(GOAL OF THE EXERCISE):
Write the data below out again in full, exactly as shown.

+---+

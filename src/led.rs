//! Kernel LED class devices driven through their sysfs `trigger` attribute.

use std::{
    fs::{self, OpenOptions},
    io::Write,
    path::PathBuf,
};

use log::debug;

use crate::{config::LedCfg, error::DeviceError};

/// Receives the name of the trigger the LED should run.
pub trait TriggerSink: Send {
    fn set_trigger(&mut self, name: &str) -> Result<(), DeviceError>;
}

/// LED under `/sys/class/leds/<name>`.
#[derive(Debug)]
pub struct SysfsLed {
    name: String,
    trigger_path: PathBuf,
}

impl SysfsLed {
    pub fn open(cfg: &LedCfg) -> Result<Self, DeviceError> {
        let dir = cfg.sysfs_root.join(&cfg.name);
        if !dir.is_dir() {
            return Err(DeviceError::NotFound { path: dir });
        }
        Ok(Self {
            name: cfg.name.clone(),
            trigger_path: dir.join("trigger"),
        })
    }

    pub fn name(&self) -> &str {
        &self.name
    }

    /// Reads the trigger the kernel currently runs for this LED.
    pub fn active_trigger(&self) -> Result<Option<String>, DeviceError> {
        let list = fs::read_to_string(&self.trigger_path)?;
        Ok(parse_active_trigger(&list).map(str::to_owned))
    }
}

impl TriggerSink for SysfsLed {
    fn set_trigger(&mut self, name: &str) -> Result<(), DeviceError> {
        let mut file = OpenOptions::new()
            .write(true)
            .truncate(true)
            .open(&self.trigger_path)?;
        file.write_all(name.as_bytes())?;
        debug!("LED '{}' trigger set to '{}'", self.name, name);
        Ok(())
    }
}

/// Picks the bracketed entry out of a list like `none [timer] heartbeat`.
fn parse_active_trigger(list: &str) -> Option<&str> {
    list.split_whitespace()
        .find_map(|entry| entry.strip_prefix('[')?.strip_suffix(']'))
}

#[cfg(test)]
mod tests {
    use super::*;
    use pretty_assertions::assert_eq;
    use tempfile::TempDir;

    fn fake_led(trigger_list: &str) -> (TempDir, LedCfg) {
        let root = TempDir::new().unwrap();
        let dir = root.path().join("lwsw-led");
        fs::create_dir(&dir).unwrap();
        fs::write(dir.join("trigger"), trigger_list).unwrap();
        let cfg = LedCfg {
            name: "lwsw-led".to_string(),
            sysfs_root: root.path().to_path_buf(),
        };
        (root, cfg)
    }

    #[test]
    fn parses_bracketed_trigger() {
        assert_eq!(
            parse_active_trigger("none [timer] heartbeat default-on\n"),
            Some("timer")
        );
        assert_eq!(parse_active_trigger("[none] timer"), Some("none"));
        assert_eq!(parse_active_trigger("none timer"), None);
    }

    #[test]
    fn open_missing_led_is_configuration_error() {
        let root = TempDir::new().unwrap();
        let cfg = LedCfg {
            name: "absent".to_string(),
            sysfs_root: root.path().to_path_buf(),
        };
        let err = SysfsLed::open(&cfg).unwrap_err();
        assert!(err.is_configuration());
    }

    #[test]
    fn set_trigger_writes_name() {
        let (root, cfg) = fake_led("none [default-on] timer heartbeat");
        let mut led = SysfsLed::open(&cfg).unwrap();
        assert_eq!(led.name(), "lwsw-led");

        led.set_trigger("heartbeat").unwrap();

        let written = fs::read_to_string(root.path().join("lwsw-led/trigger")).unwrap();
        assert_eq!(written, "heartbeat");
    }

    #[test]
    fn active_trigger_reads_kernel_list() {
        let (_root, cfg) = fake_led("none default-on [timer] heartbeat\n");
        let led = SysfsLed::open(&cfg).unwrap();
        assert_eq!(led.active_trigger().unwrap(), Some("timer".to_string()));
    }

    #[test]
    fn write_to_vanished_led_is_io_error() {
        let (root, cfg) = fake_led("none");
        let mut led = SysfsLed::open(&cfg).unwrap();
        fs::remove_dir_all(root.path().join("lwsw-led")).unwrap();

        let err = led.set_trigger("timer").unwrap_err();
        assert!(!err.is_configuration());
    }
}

+---+

(SOLUTION TO THIS PROBLEM):
filename src/led.rs
//! Kernel LED class devices driven through their sysfs `trigger` attribute.

use std::{
    fs::{self, OpenOptions},
    io::Write,
    path::PathBuf,
};

use log::debug;

use crate::{config::LedCfg, error::DeviceError};

/// Receives the name of the trigger the LED should run.
pub trait TriggerSink: Send {
    fn set_trigger(&mut self, name: &str) -> Result<(), DeviceError>;
}

/// LED under `/sys/class/leds/<name>`.
#[derive(Debug)]
pub struct SysfsLed {
    name: String,
    trigger_path: PathBuf,
}

impl SysfsLed {
    pub fn open(cfg: &LedCfg) -> Result<Self, DeviceError> {
        let dir = cfg.sysfs_root.join(&cfg.name);
        if !dir.is_dir() {
            return Err(DeviceError::NotFound { path: dir });
        }
        Ok(Self {
            name: cfg.name.clone(),
            trigger_path: dir.join("trigger"),
        })
    }

    pub fn name(&self) -> &str {
        &self.name
    }

    /// Reads the trigger the kernel currently runs for this LED.
    pub fn active_trigger(&self) -> Result<Option<String>, DeviceError> {
        let list = fs::read_to_string(&self.trigger_path)?;
        Ok(parse_active_trigger(&list).map(str::to_owned))
    }
}

impl TriggerSink for SysfsLed {
    fn set_trigger(&mut self, name: &str) -> Result<(), DeviceError> {
        let mut file = OpenOptions::new()
            .write(true)
            .truncate(true)
            .open(&self.trigger_path)?;
        file.write_all(name.as_bytes())?;
        debug!("LED '{}' trigger set to '{}'", self.name, name);
        Ok(())
    }
}

/// Picks the bracketed entry out of a list like `none [timer] heartbeat`.
fn parse_active_trigger(list: &str) -> Option<&str> {
    list.split_whitespace()
        .find_map(|entry| entry.strip_prefix('[')?.strip_suffix(']'))
}

#[cfg(test)]
mod tests {
    use super::*;
    use pretty_assertions::assert_eq;
    use tempfile::TempDir;

    fn fake_led(trigger_list: &str) -> (TempDir, LedCfg) {
        let root = TempDir::new().unwrap();
        let dir = root.path().join("lwsw-led");
        fs::create_dir(&dir).unwrap();
        fs::write(dir.join("trigger"), trigger_list).unwrap();
        let cfg = LedCfg {
            name: "lwsw-led".to_string(),
            sysfs_root: root.path().to_path_buf(),
        };
        (root, cfg)
    }

    #[test]
    fn parses_bracketed_trigger() {
        assert_eq!(
            parse_active_trigger("none [timer] heartbeat default-on\n"),
            Some("timer")
        );
        assert_eq!(parse_active_trigger("[none] timer"), Some("none"));
        assert_eq!(parse_active_trigger("none timer"), None);
    }

    #[test]
    fn open_missing_led_is_configuration_error() {
        let root = TempDir::new().unwrap();
        let cfg = LedCfg {
            name: "absent".to_string(),
            sysfs_root: root.path().to_path_buf(),
        };
        let err = SysfsLed::open(&cfg).unwrap_err();
        assert!(err.is_configuration());
    }

    #[test]
    fn set_trigger_writes_name() {
        let (root, cfg) = fake_led("none [default-on] timer heartbeat");
        let mut led = SysfsLed::open(&cfg).unwrap();
        assert_eq!(led.name(), "lwsw-led");

        led.set_trigger("heartbeat").unwrap();

        let written = fs::read_to_string(root.path().join("lwsw-led/trigger")).unwrap();
        assert_eq!(written, "heartbeat");
    }

    #[test]
    fn active_trigger_reads_kernel_list() {
        let (_root, cfg) = fake_led("none default-on [timer] heartbeat\n");
        let led = SysfsLed::open(&cfg).unwrap();
        assert_eq!(led.active_trigger().unwrap(), Some("timer".to_string()));
    }

    #[test]
    fn write_to_vanished_led_is_io_error() {
        let (root, cfg) = fake_led("none");
        let mut led = SysfsLed::open(&cfg).unwrap();
        fs::remove_dir_all(root.path().join("lwsw-led")).unwrap();

        let err = led.set_trigger("timer").unwrap_err();
        assert!(!err.is_configuration());
    }
}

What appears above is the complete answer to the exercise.